Membrane proteins are embedded and dispersed in the compact bilipid structure. Carbohydrates appear in the outer surface of the membrane associated to some of those proteins under the form of glycoproteins or bound to phospholipids forming glycolipidis. The membrane carbohydrates form the glycocalix of the membrane.
This description (with further explanations) is kown as the fluid mosaic model about the structure of the cell membrane.
Cell Membrane Review - Image Diversity: phospholipid bilayer membrane proteins glycocalyx
 

50. What are the respective functions of phospholipids, proteins and carbohydrates of the cell membrane?

Membrane phospholipids have structural function they form the bilipid membrane that constitutes the cell membrane itself.
Membrane proteins have several specialized functions.
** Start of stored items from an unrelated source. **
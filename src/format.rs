use thiserror::Error;
use time::{
    error::InvalidFormatDescription,
    format_description::{self, OwnedFormatItem},
    Date,
};

/// A display format in the token style used by pickers' `format` option
/// (e.g., `YYYY/MM/DD`), compiled to a `time` format description.
///
/// Supported tokens:
///
/// | Token  | Meaning                          |
/// | ------ | -------------------------------- |
/// | `YYYY` | four-digit year                  |
/// | `YY`   | last two digits of the year      |
/// | `M`    | month number, no padding         |
/// | `MM`   | month number, zero-padded        |
/// | `MMM`  | abbreviated English month name   |
/// | `MMMM` | full English month name          |
/// | `D`    | day of month, no padding         |
/// | `DD`   | day of month, zero-padded        |
///
/// Every character that is not an ASCII letter is copied literally.
#[derive(Clone, Debug)]
pub struct DisplayFormat {
    pattern: String,
    items: OwnedFormatItem,
    // A two-digit year cannot be parsed back to a date
    full_year: bool,
}

impl DisplayFormat {
    pub fn new(pattern: &str) -> Result<DisplayFormat, FormatError> {
        if pattern.is_empty() {
            return Err(FormatError::Empty);
        }
        let mut description = String::with_capacity(pattern.len() * 4);
        let mut full_year = false;
        let mut chars = pattern.chars().peekable();
        while let Some(c) = chars.next() {
            if c.is_ascii_alphabetic() {
                let mut run = 1;
                while chars.next_if_eq(&c).is_some() {
                    run += 1;
                }
                let component = match (c, run) {
                    ('Y', 4) => {
                        full_year = true;
                        "[year]"
                    }
                    ('Y', 2) => "[year repr:last_two]",
                    ('M', 1) => "[month padding:none]",
                    ('M', 2) => "[month]",
                    ('M', 3) => "[month repr:short]",
                    ('M', 4) => "[month repr:long]",
                    ('D', 1) => "[day padding:none]",
                    ('D', 2) => "[day]",
                    _ => {
                        return Err(FormatError::UnsupportedToken(c.to_string().repeat(run)))
                    }
                };
                description.push_str(component);
            } else if c == '[' {
                description.push_str("[[");
            } else {
                description.push(c);
            }
        }
        let items = format_description::parse_owned::<1>(&description)
            .map_err(FormatError::Description)?;
        Ok(DisplayFormat {
            pattern: pattern.to_owned(),
            items,
            full_year,
        })
    }

    pub fn as_str(&self) -> &str {
        &self.pattern
    }

    pub fn format(&self, date: Date) -> Option<String> {
        date.format(&self.items).ok()
    }

    /// Parse a date written in this format.  Always `None` for formats
    /// without a four-digit year.
    pub fn parse(&self, s: &str) -> Option<Date> {
        if !self.full_year {
            return None;
        }
        Date::parse(s, &self.items).ok()
    }
}

#[derive(Debug, Error)]
pub enum FormatError {
    #[error("display format is empty")]
    Empty,
    #[error("unsupported token {0:?} in display format")]
    UnsupportedToken(String),
    #[error("failed to compile display format")]
    Description(#[source] InvalidFormatDescription),
}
Some of them are channels for substances to pass through the membrane, others are receptors and signalers of information, others are enzymes, others are cell identifiers (cellular labels) and there are still those that participate in the adhesion complexes between cells or between the internal surface of the membrane and the cytosketeleton.
Membrane carbohydrates, associated to proteins or to lipids, are found in the outer surface of the cell membrane and they have in general labeling functions for recognition of the cell by other cells and substances (for example, they differentiate red blood cells in relation to the ABO blood group system), immune modulation functions, pathogen sensitization functions, etc.